Nello yoga Patanjali il corpo e l'intelletto vengono addestrati per tenere sotto controllo i sensi e il movimento della mente. Quindi si deve imparare a regolare la propria attività e obbedire ad alcune regole di condotta: stare seduti in silenzio e nel modo giusto senza fare troppo movimento e regolare il respiro; disperdere tutti i pensieri sul mondo e tenere in testa solo un'idea; solo allora è concesso meditare. Lo yoga Patanjali è un sistema fatto di otto gradini ed è difficile, solo una persona capace può seguirlo e anch'esso deve avere una guida. La meditazione è una via più semplice per fare gli stessi passi. Non è il sistema che da fastidio alle persone ma la mancanza di esso. Loro vogliono essere libere e ottenere risultati. Come possono ottenere qualcosa senza lavorarci? Devono imparare il controllo. La natura è purificata e imbellita grazie al controllo e a una pratica regolare, non facendo tutto ciò che ti pare.

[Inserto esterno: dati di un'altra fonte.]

//! Request middleware
//!
//! Every request gets an id (taken from `x-request-id` when the client sent
//! one) that is logged and echoed back in the response headers.

use axum::{
    extract::{MatchedPath, Request, State},
    http::HeaderValue,
    middleware::Next,
    response::Response,
    Extension,
};
use std::time::Instant;

use super::routes::HandlerState;

/// Header carrying the request id
pub const REQUEST_ID_HEADER: &str = "x-request-id";

/// Request id assigned to the current request
#[derive(Debug, Clone)]
pub struct RequestId(pub String);

impl RequestId {
    /// Id of the current request, or a fresh one when the logging middleware is not installed
    pub fn resolve(id: Option<Extension<RequestId>>) -> String {
        id.map(|Extension(id)| id.0)
            .unwrap_or_else(|| uuid::Uuid::new_v4().to_string())
    }
}

/// Request logging middleware
///
/// Logs request start and completion with method, URI, status and duration.
pub async fn request_logging_middleware(mut request: Request, next: Next) -> Response {
    let method = request.method().clone();
    let uri = request.uri().clone();
    let request_id = request
        .headers()
        .get(REQUEST_ID_HEADER)
        .and_then(|v| v.to_str().ok())
        .filter(|v| !v.is_empty())
        .map(str::to_string)
        .unwrap_or_else(|| uuid::Uuid::new_v4().to_string());

    request
        .extensions_mut()
        .insert(RequestId(request_id.clone()));

    let start = Instant::now();

    tracing::info!(
        request_id = %request_id,
        method = %method,
        uri = %uri,
        "Request started"
    );

    let mut response = next.run(request).await;
    let duration = start.elapsed();

    tracing::info!(
        request_id = %request_id,
        method = %method,
        uri = %uri,
        status = %response.status(),
        duration_ms = %duration.as_millis(),
        "Request completed"
    );

    if let Ok(value) = HeaderValue::from_str(&request_id) {
        response.headers_mut().insert(REQUEST_ID_HEADER, value);
    }

    response
}

/// Count requests by matched route and status
pub async fn metrics_middleware(
    State(state): State<HandlerState>,
    request: Request,
    next: Next,
) -> Response {
    let route = request
        .extensions()
        .get::<MatchedPath>()
        .map(|p| p.as_str().to_string())
        .unwrap_or_else(|| "unmatched".to_string());

    let response = next.run(request).await;

    state
        .metrics
        .assessment()
        .record_http_request(&route, response.status().as_u16());

    response
}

Lo yoga è come il dipinto nel racconto dei due artisti, mentre la meditazione è come la pulizia. Il risultato è lo stesso ma ognuno ha il suo modo. Entrambi producono il risultato ma entrambi hanno bisogno di lavoro e attenzione. Se la meditazione è fatta bene allora tutte le attività saranno automaticamente bilanciate e controllate. Se non sono controllate e bilanciate allora la meditazione non è fatta nel modo giusto.

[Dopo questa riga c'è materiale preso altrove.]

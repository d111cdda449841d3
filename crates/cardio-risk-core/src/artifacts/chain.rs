//! Artifact Chain
//!
//! Combines several stores into a priority-ordered chain. Stores are tried
//! in the order they were added; the first one that does not report
//! `NotFound` wins, and any other error stops the chain.
//!
//! # Example
//!
//! ```rust,ignore
//! use cardio_risk_core::artifacts::{ArtifactChain, ArtifactRef, LocalArtifactStore};
//!
//! let chain = ArtifactChain::new()
//!     .with_store(LocalArtifactStore::new("./models"))
//!     .with_store(HubArtifactStore::from_config(&config.artifacts)?);
//!
//! let scaler = chain.fetch(&ArtifactRef::new("scaler.json")).await?;
//! ```

use std::sync::Arc;

use super::{ArtifactBlob, ArtifactRef, ArtifactStore};
use crate::error::ArtifactError;

#[derive(Default, Clone)]
pub struct ArtifactChain {
    stores: Vec<Arc<dyn ArtifactStore>>,
}

impl std::fmt::Debug for ArtifactChain {
    fn fmt(&self, f: &mut std::fmt::Formatter<'_>) -> std::fmt::Result {
        f.debug_struct("ArtifactChain")
            .field("stores", &self.store_names())
            .finish()
    }
}

impl ArtifactChain {
    pub fn new() -> Self {
        Self::default()
    }

    /// Add a store (builder pattern); earlier stores have higher priority
    pub fn with_store<S: ArtifactStore + 'static>(mut self, store: S) -> Self {
        self.stores.push(Arc::new(store));
        self
    }

    pub fn add_store<S: ArtifactStore + 'static>(&mut self, store: S) {
        self.stores.push(Arc::new(store));
    }

    pub fn len(&self) -> usize {
        self.stores.len()
    }

    pub fn is_empty(&self) -> bool {
        self.stores.is_empty()
    }

    /// Store names in priority order
    pub fn store_names(&self) -> Vec<&str> {
        self.stores.iter().map(|s| s.name()).collect()
    }
}

#[async_trait::async_trait]
impl ArtifactStore for ArtifactChain {
    fn name(&self) -> &str {
        "chain"
    }

    async fn fetch(&self, artifact: &ArtifactRef) -> Result<ArtifactBlob, ArtifactError> {
        for store in &self.stores {
            match store.fetch(artifact).await {
                Err(ArtifactError::NotFound(location)) => {
                    tracing::debug!(
                        store = store.name(),
                        artifact = %artifact.name,
                        location = %location,
                        "Artifact not in store, trying next"
                    );
                }
                other => return other,
            }
        }

        Err(ArtifactError::NotFound(format!(
            "{} (searched: {})",
            artifact.name,
            if self.stores.is_empty() {
                "no stores configured".to_string()
            } else {
                self.store_names().join(", ")
            }
        )))
    }
}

Sono molto interessato alla visualizzazione, in quanto lavoro come designer. È come se si scrutasse nel futuro, o si portasse il futuro al presente. Non penso che questa attività sia in qualche modo circoscritta ad attività creative ma ha una parte nella vita quotidiana di tutti. È possibile fare un atto intenzionale senza averlo prima visualizzato? È questa una forma di memoria?

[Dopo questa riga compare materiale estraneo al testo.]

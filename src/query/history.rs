//! Query history
//!
//! A bounded, newest-first log of statements that reached the server.

use chrono::{DateTime, Utc};
use serde::{Deserialize, Serialize};
use std::collections::VecDeque;

/// Default number of entries kept
pub const DEFAULT_HISTORY_LIMIT: usize = 50;

/// One executed statement
#[derive(Debug, Clone, PartialEq, Eq, Serialize, Deserialize)]
pub struct QueryHistoryEntry {
    pub query: String,
    pub executed_at: DateTime<Utc>,
}

/// Newest-first bounded log
#[derive(Debug, Clone)]
pub struct QueryHistory {
    entries: VecDeque<QueryHistoryEntry>,
    limit: usize,
}

impl QueryHistory {
    pub fn new(limit: usize) -> Self {
        Self {
            entries: VecDeque::with_capacity(limit),
            limit,
        }
    }

    /// Insert at the front, evicting the oldest entries past the limit
    pub fn record(&mut self, query: impl Into<String>, executed_at: DateTime<Utc>) {
        self.entries.push_front(QueryHistoryEntry {
            query: query.into(),
            executed_at,
        });
        self.entries.truncate(self.limit);
    }

    /// Entries, most recent first
    pub fn entries(&self) -> impl Iterator<Item = &QueryHistoryEntry> {
        self.entries.iter()
    }

    pub fn latest(&self) -> Option<&QueryHistoryEntry> {
        self.entries.front()
    }

    pub fn len(&self) -> usize {
        self.entries.len()
    }

    pub fn is_empty(&self) -> bool {
        self.entries.is_empty()
    }

}

impl Default for QueryHistory {
    fn default() -> Self {
        Self::new(DEFAULT_HISTORY_LIMIT)
    }
}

Ci sono due aspetti dell'attività creativa dell'Assoluto, uno che si manifesta e l'altro che si nasconde. Quello di cui stai parlando te è l'atto di manifestazione. Questo atto si compie nel modo giusto solo se l'artista è sano, nel senso che è vuoto, non è attaccato e tutto in lui è puro. Quindi lui guarda questa creazione meravigliosa, sceglie delle informazioni e mette tutto insieme, creando un'opera artistica. Fai al contrario questo processo e avrai la meditazione; nella meditazione tutto ciò che hai raccolto lo vai gradualmente ad eliminare e vai sempre più in profondità dove non c'è nulla tranne la forza creativa, il Sè. Uno è l'arte della manifestazione, l'opera artistica, l'altro è l'arte di andare nel profondo Sè, che è la meditazione. Questi sono i due aspetti della creatività dell'Assoluto. I due aspetti dell'atto creativo sono esemplificati nella storia dei due artisti. Uno è la meditazione, che è la pulizia, portare la lucentezza dell'Assoluto tramite l'eliminazione, così da poter riflettere tutto in modo puro e accurato senza distorsioni. L'altro è l'arte che noi impariamo nel mondo fisico. Quando tu visualizzi prendi le qualità dell'Assoluto; se sei vuoto, non posseduto da niente, allora intraprendi l'atto creativo con l'atteggiamento giusto.



[1]Conduttore di elefanti in India


[2]Il Sannyasa (parola sanscrita che letteralmente significa "rinuncia" o "abbandono") è una forma di monasticismo induista. Può essere intrapresa dai fedeli induisti o sin da giovani, facendosi monaci e intraprendendo per tutta la vita la via spirituale.